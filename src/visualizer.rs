use std::fs::File;
use std::io::{BufWriter, Write};

use crate::{Condition, Plan, Result};

/// Writes plan sets as Graphviz DOT graphs.
///
/// Each plan becomes a cluster of action nodes chained in execution order and
/// pointing at the goal. Travel steps are drawn as ellipses, and plans with an
/// unreachable location are outlined in red.
pub struct PlanVisualizer;

impl PlanVisualizer {
    pub fn new() -> Self {
        Self
    }

    /// Writes the graph for `plans` to `filename`.
    pub fn visualize_plans(&self, goal: &Condition, plans: &[Plan], filename: &str) -> Result<()> {
        let mut file = BufWriter::new(File::create(filename)?);
        self.write_dot(goal, plans, &mut file)?;
        file.flush()?;
        Ok(())
    }

    pub fn write_dot(&self, goal: &Condition, plans: &[Plan], out: &mut impl Write) -> Result<()> {
        writeln!(out, "digraph GOAP {{")?;
        writeln!(out, "    rankdir=LR;")?;
        writeln!(out, "    node [shape=box, style=filled, fillcolor=lightblue];")?;
        writeln!(out, "    edge [fontsize=10];")?;
        writeln!(
            out,
            "    goal [label=\"Goal\\n{}\", fillcolor=lightpink];",
            escape(&goal.to_string())
        )?;

        for (p, plan) in plans.iter().enumerate() {
            writeln!(out, "    subgraph cluster_{} {{", p)?;
            writeln!(out, "        label=\"Plan {}\";", p + 1)?;
            if !plan.is_reachable() {
                writeln!(out, "        color=red;")?;
            }

            for (a, action) in plan.iter().enumerate() {
                let shape = if action.is_move() {
                    ", shape=ellipse, fillcolor=lightgrey"
                } else {
                    ""
                };
                let repeats = match action.repeat_count() {
                    1 => String::new(),
                    n => format!("\\nx{}", n),
                };
                writeln!(
                    out,
                    "        p{}_a{} [label=\"{}{}\"{}];",
                    p,
                    a,
                    escape(&action.to_string()),
                    repeats,
                    shape
                )?;
            }
            writeln!(out, "    }}")?;

            for a in 1..plan.len() {
                writeln!(out, "    p{}_a{} -> p{}_a{};", p, a - 1, p, a)?;
            }
            if !plan.is_empty() {
                writeln!(out, "    p{}_a{} -> goal;", p, plan.len() - 1)?;
            }
        }

        writeln!(out, "}}")?;
        Ok(())
    }
}

impl Default for PlanVisualizer {
    fn default() -> Self {
        Self::new()
    }
}

fn escape(label: &str) -> String {
    label.replace('"', "\\\"")
}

= = = =

What is expected: From the first line to the last, print the listing above exactly.

Output:
filename src/visualizer.rs
use std::fs::File;
use std::io::{BufWriter, Write};

use crate::{Condition, Plan, Result};

/// Writes plan sets as Graphviz DOT graphs.
///
/// Each plan becomes a cluster of action nodes chained in execution order and
/// pointing at the goal. Travel steps are drawn as ellipses, and plans with an
/// unreachable location are outlined in red.
pub struct PlanVisualizer;

impl PlanVisualizer {
    pub fn new() -> Self {
        Self
    }

    /// Writes the graph for `plans` to `filename`.
    pub fn visualize_plans(&self, goal: &Condition, plans: &[Plan], filename: &str) -> Result<()> {
        let mut file = BufWriter::new(File::create(filename)?);
        self.write_dot(goal, plans, &mut file)?;
        file.flush()?;
        Ok(())
    }

    pub fn write_dot(&self, goal: &Condition, plans: &[Plan], out: &mut impl Write) -> Result<()> {
        writeln!(out, "digraph GOAP {{")?;
        writeln!(out, "    rankdir=LR;")?;
        writeln!(out, "    node [shape=box, style=filled, fillcolor=lightblue];")?;
        writeln!(out, "    edge [fontsize=10];")?;
        writeln!(
            out,
            "    goal [label=\"Goal\\n{}\", fillcolor=lightpink];",
            escape(&goal.to_string())
        )?;

        for (p, plan) in plans.iter().enumerate() {
            writeln!(out, "    subgraph cluster_{} {{", p)?;
            writeln!(out, "        label=\"Plan {}\";", p + 1)?;
            if !plan.is_reachable() {
                writeln!(out, "        color=red;")?;
            }

            for (a, action) in plan.iter().enumerate() {
                let shape = if action.is_move() {
                    ", shape=ellipse, fillcolor=lightgrey"
                } else {
                    ""
                };
                let repeats = match action.repeat_count() {
                    1 => String::new(),
                    n => format!("\\nx{}", n),
                };
                writeln!(
                    out,
                    "        p{}_a{} [label=\"{}{}\"{}];",
                    p,
                    a,
                    escape(&action.to_string()),
                    repeats,
                    shape
                )?;
            }
            writeln!(out, "    }}")?;

            for a in 1..plan.len() {
                writeln!(out, "    p{}_a{} -> p{}_a{};", p, a - 1, p, a)?;
            }
            if !plan.is_empty() {
                writeln!(out, "    p{}_a{} -> goal;", p, plan.len() - 1)?;
            }
        }

        writeln!(out, "}}")?;
        Ok(())
    }
}

impl Default for PlanVisualizer {
    fn default() -> Self {
        Self::new()
    }
}

fn escape(label: &str) -> String {
    label.replace('"', "\\\"")
}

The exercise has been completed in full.